#### Required action
Working line by line, output the entries below exactly as they appear.

#### Data for processing
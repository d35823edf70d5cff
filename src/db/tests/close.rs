use crate::db::*;
use tempfile::NamedTempFile;

/// Verify that loading state after closing the pool returns an error
/// rather than hanging or panicking.
#[tokio::test]
async fn test_load_state_after_pool_close_returns_error() {
    let temp_file = NamedTempFile::new().unwrap();
    let db = Database::new(temp_file.path()).await.unwrap();

    db.save_state("download_queue", "{}").await.unwrap();
    assert!(db.load_state("download_queue").await.unwrap().is_some());

    // Close the pool (but keep the Database struct alive)
    db.pool().close().await;

    let result = db.load_state("download_queue").await;
    assert!(
        result.is_err(),
        "load_state after pool close should return an error, got: {:?}",
        result
    );
}

/// Verify that saving state after closing the pool returns an error
#[tokio::test]
async fn test_save_state_after_pool_close_returns_error() {
    let temp_file = NamedTempFile::new().unwrap();
    let db = Database::new(temp_file.path()).await.unwrap();

    db.pool().close().await;

    let result = db.save_state("download_session", "{}").await;
    assert!(
        result.is_err(),
        "save_state after pool close should return an error, got: {:?}",
        result
    );
}

/// Verify that history writes after closing the pool return an error
#[tokio::test]
async fn test_insert_history_after_pool_close_returns_error() {
    let temp_file = NamedTempFile::new().unwrap();
    let db = Database::new(temp_file.path()).await.unwrap();

    db.pool().close().await;

    let entry = NewHistoryEntry {
        job_id: "job-1".to_string(),
        title: "After Close".to_string(),
        artist: "Artist".to_string(),
        source_url: "https://artist.bandcamp.com/album/after-close".to_string(),
        status: crate::job::JobStatus::Completed,
        error_message: None,
        retry_count: 0,
        filename: None,
        finished_at: 0,
    };
    let result = db.insert_history(&entry).await;
    assert!(
        result.is_err(),
        "insert_history after pool close should return an error, got: {:?}",
        result
    );
}
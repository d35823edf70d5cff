//! Contract with the page inspector that watches a download page until its
//! link is ready.

use serde::{Deserialize, Serialize};

use crate::error::DownloadError;

/// Handle to an open monitoring context (a tab, a headless page, ...)
#[derive(Clone, Copy, Debug, PartialEq, Eq, Hash, Serialize, Deserialize)]
#[serde(transparent)]
pub struct MonitorId(pub u64);

impl std::fmt::Display for MonitorId {
    fn fmt(&self, f: &mut std::fmt::Formatter<'_>) -> std::fmt::Result {
        write!(f, "{}", self.0)
    }
}

/// Artist and title as shown on the monitored page
#[derive(Clone, Debug, Default, PartialEq, Eq, Serialize, Deserialize)]
pub struct PageMetadata {
    /// Artist name
    #[serde(default)]
    pub artist: Option<String>,
    /// Release title
    #[serde(default)]
    pub title: Option<String>,
}

/// Answer to a readiness poll: `{ready, url?, metadata?: {artist, title}}`
#[derive(Clone, Debug, Default, PartialEq, Eq, Serialize, Deserialize)]
pub struct ReadyCheck {
    /// Whether the download link can be used now
    pub ready: bool,
    /// Final download URL, when the page exposes one
    #[serde(default)]
    pub url: Option<String>,
    /// Metadata scraped from the page
    #[serde(default)]
    pub metadata: Option<PageMetadata>,
}

impl ReadyCheck {
    /// A negative answer
    pub fn not_ready() -> Self {
        Self::default()
    }

    /// A positive answer carrying the final URL
    pub fn ready(url: impl Into<String>) -> Self {
        Self {
            ready: true,
            url: Some(url.into()),
            metadata: None,
        }
    }
}

/// Opens monitoring contexts and answers readiness polls
#[async_trait::async_trait]
pub trait PageInspector: Send + Sync {
    /// Open a monitoring context on `url`
    async fn open(&self, url: &str) -> Result<MonitorId, DownloadError>;

    /// Ask whether the monitored page has a usable download link
    async fn check_ready(&self, monitor: MonitorId) -> Result<ReadyCheck, DownloadError>;

    /// Close the context. Closing an unknown or already closed id is a no-op.
    async fn close(&self, monitor: MonitorId);
}
//! 流水线观测接口
//!
//! 流水线不直接打印日志，而是把事件交给注入的 [`PipelineObserver`]，默认实现转发到 `tracing`。

use tracing::{info, warn};

/// 流水线阶段事件
#[derive(Debug, Clone, PartialEq)]
pub enum PipelineEvent {
    ResearchStarted { max_steps: usize },
    ResearchCompleted { step_count: usize, source_count: usize },
    /// 非致命提示，同时会出现在结果的warnings中
    Warning(String),
    ExtractionStarted,
    ExtractionCompleted,
    ExtractionFailed,
}

pub trait PipelineObserver: Send + Sync {
    fn on_event(&self, event: &PipelineEvent);
}

/// 把事件写入tracing
#[derive(Debug, Clone, Default)]
pub struct TracingObserver;

impl PipelineObserver for TracingObserver {
    fn on_event(&self, event: &PipelineEvent) {
        match event {
            PipelineEvent::ResearchStarted { max_steps } => {
                info!(max_steps, "🔎 research started")
            }
            PipelineEvent::ResearchCompleted {
                step_count,
                source_count,
            } => info!(step_count, source_count, "✓ research completed"),
            PipelineEvent::Warning(message) => warn!("⚠️ {}", message),
            PipelineEvent::ExtractionStarted => info!("🧩 brief extraction started"),
            PipelineEvent::ExtractionCompleted => info!("✓ brief extraction completed"),
            PipelineEvent::ExtractionFailed => warn!("❌ brief extraction produced no valid object"),
        }
    }
}

/// 丢弃所有事件
#[derive(Debug, Clone, Default)]
pub struct NoopObserver;

impl PipelineObserver for NoopObserver {
    fn on_event(&self, _event: &PipelineEvent) {}
}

#### Finished task
repository d35823edf70d5cff
filename src/db/tests/close.rs
use crate::db::*;
use tempfile::NamedTempFile;

/// Verify that loading state after closing the pool returns an error
/// rather than hanging or panicking.
#[tokio::test]
async fn test_load_state_after_pool_close_returns_error() {
    let temp_file = NamedTempFile::new().unwrap();
    let db = Database::new(temp_file.path()).await.unwrap();

    db.save_state("download_queue", "{}").await.unwrap();
    assert!(db.load_state("download_queue").await.unwrap().is_some());

    // Close the pool (but keep the Database struct alive)
    db.pool().close().await;

    let result = db.load_state("download_queue").await;
    assert!(
        result.is_err(),
        "load_state after pool close should return an error, got: {:?}",
        result
    );
}

/// Verify that saving state after closing the pool returns an error
#[tokio::test]
async fn test_save_state_after_pool_close_returns_error() {
    let temp_file = NamedTempFile::new().unwrap();
    let db = Database::new(temp_file.path()).await.unwrap();

    db.pool().close().await;

    let result = db.save_state("download_session", "{}").await;
    assert!(
        result.is_err(),
        "save_state after pool close should return an error, got: {:?}",
        result
    );
}

/// Verify that history writes after closing the pool return an error
#[tokio::test]
async fn test_insert_history_after_pool_close_returns_error() {
    let temp_file = NamedTempFile::new().unwrap();
    let db = Database::new(temp_file.path()).await.unwrap();

    db.pool().close().await;

    let entry = NewHistoryEntry {
        job_id: "job-1".to_string(),
        title: "After Close".to_string(),
        artist: "Artist".to_string(),
        source_url: "https://artist.bandcamp.com/album/after-close".to_string(),
        status: crate::job::JobStatus::Completed,
        error_message: None,
        retry_count: 0,
        filename: None,
        finished_at: 0,
    };
    let result = db.insert_history(&entry).await;
    assert!(
        result.is_err(),
        "insert_history after pool close should return an error, got: {:?}",
        result
    );
}
repository d35823edf70d5cff
//! Contract with the page inspector that watches a download page until its
//! link is ready.

use serde::{Deserialize, Serialize};

use crate::error::DownloadError;

/// Handle to an open monitoring context (a tab, a headless page, ...)
#[derive(Clone, Copy, Debug, PartialEq, Eq, Hash, Serialize, Deserialize)]
#[serde(transparent)]
pub struct MonitorId(pub u64);

impl std::fmt::Display for MonitorId {
    fn fmt(&self, f: &mut std::fmt::Formatter<'_>) -> std::fmt::Result {
        write!(f, "{}", self.0)
    }
}

/// Artist and title as shown on the monitored page
#[derive(Clone, Debug, Default, PartialEq, Eq, Serialize, Deserialize)]
pub struct PageMetadata {
    /// Artist name
    #[serde(default)]
    pub artist: Option<String>,
    /// Release title
    #[serde(default)]
    pub title: Option<String>,
}

/// Answer to a readiness poll: `{ready, url?, metadata?: {artist, title}}`
#[derive(Clone, Debug, Default, PartialEq, Eq, Serialize, Deserialize)]
pub struct ReadyCheck {
    /// Whether the download link can be used now
    pub ready: bool,
    /// Final download URL, when the page exposes one
    #[serde(default)]
    pub url: Option<String>,
    /// Metadata scraped from the page
    #[serde(default)]
    pub metadata: Option<PageMetadata>,
}

impl ReadyCheck {
    /// A negative answer
    pub fn not_ready() -> Self {
        Self::default()
    }

    /// A positive answer carrying the final URL
    pub fn ready(url: impl Into<String>) -> Self {
        Self {
            ready: true,
            url: Some(url.into()),
            metadata: None,
        }
    }
}

/// Opens monitoring contexts and answers readiness polls
#[async_trait::async_trait]
pub trait PageInspector: Send + Sync {
    /// Open a monitoring context on `url`
    async fn open(&self, url: &str) -> Result<MonitorId, DownloadError>;

    /// Ask whether the monitored page has a usable download link
    async fn check_ready(&self, monitor: MonitorId) -> Result<ReadyCheck, DownloadError>;

    /// Close the context. Closing an unknown or already closed id is a no-op.
    async fn close(&self, monitor: MonitorId);
}
//! 流水线观测接口
//!
//! 流水线不直接打印日志，而是把事件交给注入的 [`PipelineObserver`]，默认实现转发到 `tracing`。

use tracing::{info, warn};

/// 流水线阶段事件
#[derive(Debug, Clone, PartialEq)]
pub enum PipelineEvent {
    ResearchStarted { max_steps: usize },
    ResearchCompleted { step_count: usize, source_count: usize },
    /// 非致命提示，同时会出现在结果的warnings中
    Warning(String),
    ExtractionStarted,
    ExtractionCompleted,
    ExtractionFailed,
}

pub trait PipelineObserver: Send + Sync {
    fn on_event(&self, event: &PipelineEvent);
}

/// 把事件写入tracing
#[derive(Debug, Clone, Default)]
pub struct TracingObserver;

impl PipelineObserver for TracingObserver {
    fn on_event(&self, event: &PipelineEvent) {
        match event {
            PipelineEvent::ResearchStarted { max_steps } => {
                info!(max_steps, "🔎 research started")
            }
            PipelineEvent::ResearchCompleted {
                step_count,
                source_count,
            } => info!(step_count, source_count, "✓ research completed"),
            PipelineEvent::Warning(message) => warn!("⚠️ {}", message),
            PipelineEvent::ExtractionStarted => info!("🧩 brief extraction started"),
            PipelineEvent::ExtractionCompleted => info!("✓ brief extraction completed"),
            PipelineEvent::ExtractionFailed => warn!("❌ brief extraction produced no valid object"),
        }
    }
}

/// 丢弃所有事件
#[derive(Debug, Clone, Default)]
pub struct NoopObserver;

impl PipelineObserver for NoopObserver {
    fn on_event(&self, _event: &PipelineEvent) {}
}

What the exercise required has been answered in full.